On 5/31/16 10:41 PM, Mark Roos wrote:
I have been implementing a Smalltalk on the JVM (Rtalk)  which has gone
quite well.  But recently
I was told that one of our key benchmarks had suffered a large slowdown,
 from a few hundred
mS to seconds.  And strangely it gets slower the more its executed until
we reset all of the call sites.

Looking closer I found at least one reproducible cause which leads me to
think that there is some
issue with how I do PICs and how Hotspot tries to inline them.
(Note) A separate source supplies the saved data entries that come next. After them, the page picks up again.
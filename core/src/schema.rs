//! The strict sheet schema.
//!
//! RULE: A sheet is accepted only if its header row is exactly
//! STRICT_COLUMNS, same names, same order, same casing.
//! Nothing is auto-corrected and nothing is partially loaded.

use crate::error::SchemaError;

pub const STRICT_COLUMNS: [&str; 10] = [
    "Name",
    "Mobile Number",
    "Year",
    "Dept",
    "Fee Amount",
    "Fee Paid",
    "Balance",
    "Due Date",
    "Email",
    "Fee Paid On",
];

/// Columns carried into the printed report, in print order.
pub const REPORT_COLUMNS: [&str; 4] = ["Name", "Mobile Number", "Balance", "Due Date"];

/// Check a candidate header row against the strict schema.
pub fn validate<S: AsRef<str>>(header: &[S]) -> Result<(), SchemaError> {
    let matches = header.len() == STRICT_COLUMNS.len()
        && header
            .iter()
            .zip(STRICT_COLUMNS.iter())
            .all(|(found, expected)| found.as_ref() == *expected);

    if matches {
        Ok(())
    } else {
        Err(SchemaError::HeaderMismatch {
            expected: STRICT_COLUMNS.iter().map(|c| c.to_string()).collect(),
            found: header.iter().map(|c| c.as_ref().to_string()).collect(),
        })
    }
}
//! Deterministic random number generation for sample sheets.
//!
//! RULE: Sample data never touches a platform RNG.
//! Everything flows from one seed, so a seed names a sheet exactly.

use rand::{RngCore, SeedableRng};
use rand_pcg::Pcg64Mcg;

pub struct SheetRng {
    inner: Pcg64Mcg,
}

impl SheetRng {
    pub fn new(seed: u64) -> Self {
        Self {
            inner: Pcg64Mcg::seed_from_u64(seed),
        }
    }

    /// Roll a float in [0.0, 1.0).
    pub fn next_f64(&mut self) -> f64 {
        let bits = self.inner.next_u64();
        (bits >> 11) as f64 * (1.0 / (1u64 << 53) as f64)
    }

    /// Roll a u64 in [0, n).
    pub fn next_u64_below(&mut self, n: u64) -> u64 {
        assert!(n > 0, "n must be > 0");
        self.inner.next_u64() % n
    }

    /// Bernoulli trial: returns true with probability p.
    pub fn chance(&mut self, p: f64) -> bool {
        self.next_f64() < p
    }

    pub fn pick<'a, T>(&mut self, items: &'a [T]) -> &'a T {
        &items[self.next_u64_below(items.len() as u64) as usize]
    }
}
//! Record store mutations: every call leaves the table recomputed.

use chrono::NaiveDate;
use feedesk_core::{
    clock::FixedClock, record_store::RecordStore, FeeRecord, IndexError, LedgerError,
};

const SHEET: &str = "/tmp/fees.csv";

fn today() -> NaiveDate {
    NaiveDate::from_ymd_opt(2026, 10, 18).unwrap()
}

fn store_with_sheet() -> RecordStore {
    let mut store = RecordStore::new(Box::new(FixedClock(today())));
    store.open_table(SHEET, Vec::new());
    store
}

fn record(name: &str, amount: u64, paid: u64, due: Option<NaiveDate>) -> FeeRecord {
    FeeRecord {
        name: name.into(),
        fee_amount: amount,
        fee_paid: paid,
        due_date: due,
        email: format!("{}@example.edu", name.to_lowercase()),
        ..Default::default()
    }
}

#[test]
fn insert_fully_paid_record_settles_it() {
    let mut store = store_with_sheet();
    let due = NaiveDate::from_ymd_opt(2026, 11, 30);
    let index = store.insert(SHEET, record("Asha", 5000, 5000, due)).unwrap();

    assert_eq!(index, 0);
    let r = &store.get_all(SHEET).unwrap()[0];
    assert_eq!(r.balance, 0);
    assert_eq!(r.due_date, None);
    assert_eq!(r.fee_paid_on, Some(today()));
}

#[test]
fn insert_partial_payment_preserves_due_date() {
    let mut store = store_with_sheet();
    let due = NaiveDate::from_ymd_opt(2026, 11, 30);
    store.insert(SHEET, record("Ravi", 5000, 2000, due)).unwrap();

    let r = &store.get_all(SHEET).unwrap()[0];
    assert_eq!(r.balance, 3000);
    assert_eq!(r.fee_paid_on, None);
    assert_eq!(r.due_date, due);
}

#[test]
fn insert_appends_at_the_end() {
    let mut store = store_with_sheet();
    for (i, name) in ["A", "B", "C"].iter().enumerate() {
        let index = store.insert(SHEET, record(name, 100, 0, None)).unwrap();
        assert_eq!(index, i);
    }
    let names: Vec<String> = store.get_all(SHEET).unwrap().into_iter().map(|r| r.name).collect();
    assert_eq!(names, vec!["A", "B", "C"]);
}

#[test]
fn update_replaces_in_place_and_recomputes() {
    let mut store = store_with_sheet();
    store.insert(SHEET, record("A", 100, 0, None)).unwrap();
    store.insert(SHEET, record("B", 100, 0, None)).unwrap();

    store.update(SHEET, 1, record("B2", 100, 100, None)).unwrap();
    let all = store.get_all(SHEET).unwrap();
    assert_eq!(all[1].name, "B2");
    assert_eq!(all[1].balance, 0);
    assert_eq!(all[1].fee_paid_on, Some(today()));
    assert_eq!(all[0].name, "A", "other records untouched");
}

#[test]
fn update_out_of_range_fails_and_changes_nothing() {
    let mut store = store_with_sheet();
    store.insert(SHEET, record("A", 100, 0, None)).unwrap();
    let before = store.get_all(SHEET).unwrap();

    let err = store.update(SHEET, 5, record("X", 1, 1, None)).unwrap_err();
    assert!(matches!(
        err,
        LedgerError::Index(IndexError::OutOfRange { index: 5, len: 1 })
    ));
    assert_eq!(store.get_all(SHEET).unwrap(), before);
}

#[test]
fn delete_middle_record_reindexes_the_rest() {
    let mut store = store_with_sheet();
    store.insert(SHEET, record("First", 100, 0, None)).unwrap();
    store.insert(SHEET, record("Second", 200, 0, None)).unwrap();
    store.insert(SHEET, record("Third", 300, 300, None)).unwrap();
    let before = store.get_all(SHEET).unwrap();

    let removed = store.delete(SHEET, 1).unwrap();
    assert_eq!(removed.name, "Second");

    let after = store.get_all(SHEET).unwrap();
    assert_eq!(after.len(), 2);
    assert_eq!(after[0], before[0]);
    assert_eq!(after[1], before[2], "third record now sits at index 1");
}

#[test]
fn delete_on_empty_table_is_out_of_range() {
    let mut store = store_with_sheet();
    assert!(matches!(
        store.delete(SHEET, 0),
        Err(LedgerError::Index(IndexError::OutOfRange { index: 0, len: 0 }))
    ));
}

#[test]
fn tables_are_keyed_by_identity() {
    let mut store = store_with_sheet();
    store.open_table("/tmp/other.csv", vec![record("Solo", 10, 0, None)]);
    store.insert(SHEET, record("A", 100, 0, None)).unwrap();

    assert_eq!(store.get_all("/tmp/other.csv").unwrap().len(), 1);
    assert_eq!(store.get_all(SHEET).unwrap().len(), 1);
    assert_eq!(store.identities(), vec![SHEET.to_string(), "/tmp/other.csv".to_string()]);

    // Re-opening an identity replaces its table but keeps its place.
    store.open_table(SHEET, Vec::new());
    assert!(store.get_all(SHEET).unwrap().is_empty());
    assert_eq!(store.identities()[0], SHEET);

    assert!(matches!(
        store.insert("/tmp/missing.csv", record("X", 1, 0, None)),
        Err(LedgerError::UnknownSheet { .. })
    ));
}

#[test]
fn snapshots_do_not_track_later_edits() {
    let mut store = store_with_sheet();
    store.insert(SHEET, record("A", 100, 0, None)).unwrap();
    let snapshot = store.get_all(SHEET).unwrap();
    store.insert(SHEET, record("B", 100, 0, None)).unwrap();
    assert_eq!(snapshot.len(), 1);
}
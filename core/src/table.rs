//! One open sheet: an ordered, always-recomputed list of fee records.

use crate::{
    error::IndexError,
    record::FeeRecord,
    rules,
    types::{RecordIndex, SheetId},
};
use chrono::NaiveDate;

#[derive(Debug, Clone, PartialEq, Eq)]
pub struct FeeTable {
    id: SheetId,
    records: Vec<FeeRecord>,
}

impl FeeTable {
    /// Build a table from loaded records. The records are recomputed
    /// before the table is handed out.
    pub fn new(id: impl Into<SheetId>, records: Vec<FeeRecord>, today: NaiveDate) -> Self {
        Self {
            id: id.into(),
            records: rules::recompute(records, today),
        }
    }

    pub fn id(&self) -> &str {
        &self.id
    }

    pub fn len(&self) -> usize {
        self.records.len()
    }

    pub fn is_empty(&self) -> bool {
        self.records.is_empty()
    }

    /// Read-only view of the current records. Does not track later edits.
    pub fn records(&self) -> &[FeeRecord] {
        &self.records
    }

    /// Owned copy of the current records.
    pub fn get_all(&self) -> Vec<FeeRecord> {
        self.records.clone()
    }

    /// Append a record. Returns the index it landed at.
    pub fn insert(&mut self, record: FeeRecord, today: NaiveDate) -> RecordIndex {
        self.records.push(record);
        self.recompute(today);
        self.records.len() - 1
    }

    pub fn update(
        &mut self,
        index: RecordIndex,
        record: FeeRecord,
        today: NaiveDate,
    ) -> Result<(), IndexError> {
        self.check_index(index)?;
        self.records[index] = record;
        self.recompute(today);
        Ok(())
    }

    /// Remove a record. Later records shift down so indices stay contiguous.
    pub fn delete(
        &mut self,
        index: RecordIndex,
        today: NaiveDate,
    ) -> Result<FeeRecord, IndexError> {
        self.check_index(index)?;
        let removed = self.records.remove(index);
        self.recompute(today);
        Ok(removed)
    }

    pub fn recompute(&mut self, today: NaiveDate) {
        let records = std::mem::take(&mut self.records);
        self.records = rules::recompute(records, today);
    }

    fn check_index(&self, index: RecordIndex) -> Result<(), IndexError> {
        if index < self.records.len() {
            Ok(())
        } else {
            Err(IndexError::OutOfRange {
                index,
                len: self.records.len(),
            })
        }
    }
}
We have a common case where we reset an array of objects by copying one
instance var to another.
The Smalltalk class of each value can be one of several so there is some
level of polymorphism at
each site.  Interesting for several of these arrays the reset time was
200uS or so but for one it was
1000 mS.  The only difference was that in the fast ones the Smalltalk
class types were bunched while
in the slow case they were distributed.  I found that by setting all of
the Smalltalk classes to the same
type the time dropped to a few hundred uS. Leading me to think my PIC
was the problem.

The problem Smalltalk code looks like this:
   idleValue isNil
        ifFalse:[finalValue := idleValue deepCopy]
        ifTrue:[finalValue := default].

There are two invoke dynamic sites, isNil and deepCopy.  Removing
deepCopy has little effect but
removing the isNil test saves most of the time.  Interesting isNil is a
very small method ( returns a
constant of true or false ) so my thought is that it would be logically
inlined.  While deepCopy is large.

It looks like, from some fine timing, that each time the Smalltalk class
changes there is a large amount
of time added to the call.  Which I would expect if there was a deopt
whenever a different GWT triggered.
There are 6 GWTs in this chain ( idleValue can be one of six Smalltalk
classes).

Any ideas on how I can avoid this?

Notes:
Each of my Smalltalk objects is an instance of a single Java class.  The
Smalltalk class is determined
by a compare on one of its instance vars.  So looking at the Java class
at a callsite it would always
be a constant.

My call site chain looks like
        a mutable site whose target is a fixed set of methodHandles
terminated by another mutable site
        whose target is the chain of GWTs.